Print out the records that follow, exactly and completely.

Source information –
————————
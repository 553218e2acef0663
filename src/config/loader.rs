// Author: Eshan Roy
// SPDX-License-Identifier: MIT

//! Configuration loading.

use crate::error::{CgError, ConfigError, Result};
use std::path::{Path, PathBuf};

use super::schema::CgConfig;

/// File names looked up in each directory from the working directory upward.
const CONFIG_FILES: &[&str] = &["cg.toml", ".cg.toml"];

/// Find the nearest configuration file for `start_dir`.
///
/// Falls back to `<config dir>/cg/config.toml` when no ancestor has one.
pub fn find_config_file(start_dir: &Path) -> Option<PathBuf> {
    start_dir
        .ancestors()
        .flat_map(|dir| CONFIG_FILES.iter().map(move |name| dir.join(name)))
        .find(|path| path.is_file())
        .or_else(user_config_file)
}

fn user_config_file() -> Option<PathBuf> {
    dirs::config_dir()
        .map(|dir| dir.join("cg").join("config.toml"))
        .filter(|path| path.is_file())
}

/// Load the configuration that applies to the working directory.
///
/// Without a configuration file the built-in defaults are used.
pub fn load_config() -> Result<CgConfig> {
    let found = std::env::current_dir()
        .ok()
        .and_then(|dir| find_config_file(&dir));

    match found {
        Some(path) => load_config_from(&path),
        None => {
            tracing::debug!("No configuration file found, using defaults");
            Ok(CgConfig::default())
        }
    }
}

/// Load configuration from a specific path.
pub fn load_config_from(path: &Path) -> Result<CgConfig> {
    tracing::debug!("Loading configuration from: {:?}", path);

    if !path.exists() {
        return Err(CgError::Config(ConfigError::NotFound {
            path: path.to_path_buf(),
        }));
    }

    let content = std::fs::read_to_string(path).map_err(|e| {
        CgError::Config(ConfigError::ParseError {
            message: format!("Failed to read config file: {}", e),
        })
    })?;

    parse_config(&content)
}

/// Parse configuration from a TOML string.
pub fn parse_config(content: &str) -> Result<CgConfig> {
    toml::from_str(content).map_err(|e| {
        CgError::Config(ConfigError::ParseError {
            message: format!("Failed to parse TOML: {}", e),
        })
    })
}

#[cfg(test)]
mod tests {
    use super::*;
    use crate::config::CommitType;
    use tempfile::TempDir;

    #[test]
    fn test_parse_minimal_config() {
        let config = parse_config("").unwrap();
        assert_eq!(config.classify.default_type, CommitType::Feat);
        assert_eq!(config.scope.fallback, "core");
    }

    #[test]
    fn test_parse_custom_config() {
        let toml = r#"
[classify]
default_type = "chore"

[[classify.rules]]
type = "perf"
patterns = ["bench/", "\\.bench\\."]

[[classify.rules]]
type = "chore"
patterns = ["^scripts/"]

[scope]
skip = ["crates", "packages"]
fallback = "repo"

[report]
color = false
examples = false
"#;
        let config = parse_config(toml).unwrap();
        assert_eq!(config.classify.default_type, CommitType::Chore);
        assert_eq!(config.classify.rules.len(), 2);
        assert_eq!(config.classify.rules[0].commit_type, CommitType::Perf);
        assert_eq!(config.classify.rules[1].patterns, vec!["^scripts/"]);
        assert_eq!(config.scope.skip, vec!["crates", "packages"]);
        assert_eq!(config.scope.fallback, "repo");
        assert!(!config.report.color);
        assert!(!config.report.examples);
        assert!(config.report.recommendations);
    }

    #[test]
    fn test_parse_unknown_type_fails() {
        let toml = r#"
[[classify.rules]]
type = "wip"
patterns = ["tmp/"]
"#;
        let result = parse_config(toml);
        assert!(matches!(
            result,
            Err(CgError::Config(ConfigError::ParseError { .. }))
        ));
    }

    #[test]
    fn test_load_missing_file() {
        let dir = TempDir::new().unwrap();
        let result = load_config_from(&dir.path().join("cg.toml"));
        assert!(matches!(
            result,
            Err(CgError::Config(ConfigError::NotFound { .. }))
        ));
    }

    #[test]
    fn test_find_config_in_parent() {
        let dir = TempDir::new().unwrap();
        std::fs::write(dir.path().join(".cg.toml"), "[report]\ncolor = false\n").unwrap();
        let nested = dir.path().join("a").join("b");
        std::fs::create_dir_all(&nested).unwrap();

        let found = find_config_file(&nested).unwrap();
        assert_eq!(found, dir.path().join(".cg.toml"));

        let config = load_config_from(&found).unwrap();
        assert!(!config.report.color);
    }

    #[test]
    fn test_nearest_config_wins() {
        let dir = TempDir::new().unwrap();
        std::fs::write(dir.path().join("cg.toml"), "").unwrap();
        let nested = dir.path().join("pkg");
        std::fs::create_dir_all(&nested).unwrap();
        std::fs::write(nested.join(".cg.toml"), "").unwrap();

        assert_eq!(find_config_file(&nested).unwrap(), nested.join(".cg.toml"));
        assert_eq!(find_config_file(dir.path()).unwrap(), dir.path().join("cg.toml"));
    }
}
// Author: Eshan Roy
// SPDX-License-Identifier: MIT

//! Command dispatch and execution.

use crate::analysis::Classifier;
use crate::config::CgConfig;
use crate::error::{CgError, ConfigError, Result, ResultExt};
use crate::git::{self, ChangedFile};
use crate::report::{Report, TextRenderer};
use std::io::Read;
use std::path::Path;

use super::args::{Cli, Commands, InitArgs, OutputFormat};

/// Run the CLI with the given arguments.
pub fn run(cli: Cli) -> Result<()> {
    match cli.effective_command() {
        Commands::Analyze => run_analyze(&cli),
        Commands::Init(args) => run_init(args),
        Commands::Version => run_version(),
    }
}

/// Load configuration from `--config` or the default locations.
fn load_config(cli: &Cli) -> Result<CgConfig> {
    if let Some(config_path) = &cli.config {
        CgConfig::load_from(config_path)
    } else {
        CgConfig::load()
    }
}

/// Collect the change list from stdin or the current repository.
fn changed_files(cli: &Cli) -> Result<Vec<ChangedFile>> {
    if cli.stdin {
        let mut input = String::new();
        std::io::stdin()
            .read_to_string(&mut input)
            .context("Failed to read status from stdin")?;
        let files = git::parse_porcelain(&input);
        tracing::debug!("Read {} changed files from stdin", files.len());
        Ok(files)
    } else {
        git::open_repo()?.changed_files()
    }
}

/// Run the analyze command.
fn run_analyze(cli: &Cli) -> Result<()> {
    tracing::debug!("Running analyze command");

    let files = changed_files(cli)?;
    let config = load_config(cli)?;
    let classifier = Classifier::from_config(&config)?;
    let format = cli.output_format();

    if files.is_empty() && format == OutputFormat::Text {
        println!("No changed files detected.");
        println!("Run 'git status' to see the current state.");
        return Ok(());
    }

    let groups = classifier.group(&files);
    let report = Report::new(&files, &groups);

    match format {
        OutputFormat::Text => {
            let color = !cli.no_color && console::colors_enabled();
            let renderer = TextRenderer::from_config(&config.report, color);
            println!("{}", renderer.render(&report));
        }
        OutputFormat::Json => println!("{}", report.to_json()?),
    }

    Ok(())
}

/// Run the init command.
fn run_init(args: InitArgs) -> Result<()> {
    use crate::config::default::example_config;

    tracing::debug!("Running init command with args: {:?}", args);

    let config_path = Path::new("cg.toml");

    if config_path.exists() && !args.force {
        return Err(CgError::Config(ConfigError::AlreadyExists {
            path: config_path.to_path_buf(),
        }));
    }

    std::fs::write(config_path, example_config()).context("Failed to write configuration")?;

    println!("✓ Created cg.toml");

    Ok(())
}

/// Run the version command.
fn run_version() -> Result<()> {
    println!("cg {}", crate::version::version_string());

    if let Some(sha) = crate::version::GIT_SHA {
        println!("git commit: {}", sha);
    }
    if let Some(date) = crate::version::GIT_COMMIT_DATE {
        println!("commit date: {}", date);
    }

    Ok(())
}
————————
Output below –
repository 553218e2acef0663
filename src/config/loader.rs
// Author: Eshan Roy
// SPDX-License-Identifier: MIT

//! Configuration loading.

use crate::error::{CgError, ConfigError, Result};
use std::path::{Path, PathBuf};

use super::schema::CgConfig;

/// File names looked up in each directory from the working directory upward.
const CONFIG_FILES: &[&str] = &["cg.toml", ".cg.toml"];

/// Find the nearest configuration file for `start_dir`.
///
/// Falls back to `<config dir>/cg/config.toml` when no ancestor has one.
pub fn find_config_file(start_dir: &Path) -> Option<PathBuf> {
    start_dir
        .ancestors()
        .flat_map(|dir| CONFIG_FILES.iter().map(move |name| dir.join(name)))
        .find(|path| path.is_file())
        .or_else(user_config_file)
}

fn user_config_file() -> Option<PathBuf> {
    dirs::config_dir()
        .map(|dir| dir.join("cg").join("config.toml"))
        .filter(|path| path.is_file())
}

/// Load the configuration that applies to the working directory.
///
/// Without a configuration file the built-in defaults are used.
pub fn load_config() -> Result<CgConfig> {
    let found = std::env::current_dir()
        .ok()
        .and_then(|dir| find_config_file(&dir));

    match found {
        Some(path) => load_config_from(&path),
        None => {
            tracing::debug!("No configuration file found, using defaults");
            Ok(CgConfig::default())
        }
    }
}

/// Load configuration from a specific path.
pub fn load_config_from(path: &Path) -> Result<CgConfig> {
    tracing::debug!("Loading configuration from: {:?}", path);

    if !path.exists() {
        return Err(CgError::Config(ConfigError::NotFound {
            path: path.to_path_buf(),
        }));
    }

    let content = std::fs::read_to_string(path).map_err(|e| {
        CgError::Config(ConfigError::ParseError {
            message: format!("Failed to read config file: {}", e),
        })
    })?;

    parse_config(&content)
}

/// Parse configuration from a TOML string.
pub fn parse_config(content: &str) -> Result<CgConfig> {
    toml::from_str(content).map_err(|e| {
        CgError::Config(ConfigError::ParseError {
            message: format!("Failed to parse TOML: {}", e),
        })
    })
}

#[cfg(test)]
mod tests {
    use super::*;
    use crate::config::CommitType;
    use tempfile::TempDir;

    #[test]
    fn test_parse_minimal_config() {
        let config = parse_config("").unwrap();
        assert_eq!(config.classify.default_type, CommitType::Feat);
        assert_eq!(config.scope.fallback, "core");
    }

    #[test]
    fn test_parse_custom_config() {
        let toml = r#"
[classify]
default_type = "chore"

[[classify.rules]]
type = "perf"
patterns = ["bench/", "\\.bench\\."]

[[classify.rules]]
type = "chore"
patterns = ["^scripts/"]

[scope]
skip = ["crates", "packages"]
fallback = "repo"

[report]
color = false
examples = false
"#;
        let config = parse_config(toml).unwrap();
        assert_eq!(config.classify.default_type, CommitType::Chore);
        assert_eq!(config.classify.rules.len(), 2);
        assert_eq!(config.classify.rules[0].commit_type, CommitType::Perf);
        assert_eq!(config.classify.rules[1].patterns, vec!["^scripts/"]);
        assert_eq!(config.scope.skip, vec!["crates", "packages"]);
        assert_eq!(config.scope.fallback, "repo");
        assert!(!config.report.color);
        assert!(!config.report.examples);
        assert!(config.report.recommendations);
    }

    #[test]
    fn test_parse_unknown_type_fails() {
        let toml = r#"
[[classify.rules]]
type = "wip"
patterns = ["tmp/"]
"#;
        let result = parse_config(toml);
        assert!(matches!(
            result,
            Err(CgError::Config(ConfigError::ParseError { .. }))
        ));
    }

    #[test]
    fn test_load_missing_file() {
        let dir = TempDir::new().unwrap();
        let result = load_config_from(&dir.path().join("cg.toml"));
        assert!(matches!(
            result,
            Err(CgError::Config(ConfigError::NotFound { .. }))
        ));
    }

    #[test]
    fn test_find_config_in_parent() {
        let dir = TempDir::new().unwrap();
        std::fs::write(dir.path().join(".cg.toml"), "[report]\ncolor = false\n").unwrap();
        let nested = dir.path().join("a").join("b");
        std::fs::create_dir_all(&nested).unwrap();

        let found = find_config_file(&nested).unwrap();
        assert_eq!(found, dir.path().join(".cg.toml"));

        let config = load_config_from(&found).unwrap();
        assert!(!config.report.color);
    }

    #[test]
    fn test_nearest_config_wins() {
        let dir = TempDir::new().unwrap();
        std::fs::write(dir.path().join("cg.toml"), "").unwrap();
        let nested = dir.path().join("pkg");
        std::fs::create_dir_all(&nested).unwrap();
        std::fs::write(nested.join(".cg.toml"), "").unwrap();

        assert_eq!(find_config_file(&nested).unwrap(), nested.join(".cg.toml"));
        assert_eq!(find_config_file(dir.path()).unwrap(), dir.path().join("cg.toml"));
    }
}
// Author: Eshan Roy
// SPDX-License-Identifier: MIT

//! Command dispatch and execution.

use crate::analysis::Classifier;
use crate::config::CgConfig;
use crate::error::{CgError, ConfigError, Result, ResultExt};
use crate::git::{self, ChangedFile};
use crate::report::{Report, TextRenderer};
use std::io::Read;
use std::path::Path;

use super::args::{Cli, Commands, InitArgs, OutputFormat};

/// Run the CLI with the given arguments.
pub fn run(cli: Cli) -> Result<()> {
    match cli.effective_command() {
        Commands::Analyze => run_analyze(&cli),
        Commands::Init(args) => run_init(args),
        Commands::Version => run_version(),
    }
}

/// Load configuration from `--config` or the default locations.
fn load_config(cli: &Cli) -> Result<CgConfig> {
    if let Some(config_path) = &cli.config {
        CgConfig::load_from(config_path)
    } else {
        CgConfig::load()
    }
}

/// Collect the change list from stdin or the current repository.
fn changed_files(cli: &Cli) -> Result<Vec<ChangedFile>> {
    if cli.stdin {
        let mut input = String::new();
        std::io::stdin()
            .read_to_string(&mut input)
            .context("Failed to read status from stdin")?;
        let files = git::parse_porcelain(&input);
        tracing::debug!("Read {} changed files from stdin", files.len());
        Ok(files)
    } else {
        git::open_repo()?.changed_files()
    }
}

/// Run the analyze command.
fn run_analyze(cli: &Cli) -> Result<()> {
    tracing::debug!("Running analyze command");

    let files = changed_files(cli)?;
    let config = load_config(cli)?;
    let classifier = Classifier::from_config(&config)?;
    let format = cli.output_format();

    if files.is_empty() && format == OutputFormat::Text {
        println!("No changed files detected.");
        println!("Run 'git status' to see the current state.");
        return Ok(());
    }

    let groups = classifier.group(&files);
    let report = Report::new(&files, &groups);

    match format {
        OutputFormat::Text => {
            let color = !cli.no_color && console::colors_enabled();
            let renderer = TextRenderer::from_config(&config.report, color);
            println!("{}", renderer.render(&report));
        }
        OutputFormat::Json => println!("{}", report.to_json()?),
    }

    Ok(())
}

/// Run the init command.
fn run_init(args: InitArgs) -> Result<()> {
    use crate::config::default::example_config;

    tracing::debug!("Running init command with args: {:?}", args);

    let config_path = Path::new("cg.toml");

    if config_path.exists() && !args.force {
        return Err(CgError::Config(ConfigError::AlreadyExists {
            path: config_path.to_path_buf(),
        }));
    }

    std::fs::write(config_path, example_config()).context("Failed to write configuration")?;

    println!("✓ Created cg.toml");

    Ok(())
}

/// Run the version command.
fn run_version() -> Result<()> {
    println!("cg {}", crate::version::version_string());

    if let Some(sha) = crate::version::GIT_SHA {
        println!("git commit: {}", sha);
    }
    if let Some(date) = crate::version::GIT_COMMIT_DATE {
        println!("commit date: {}", date);
    }

    Ok(())
}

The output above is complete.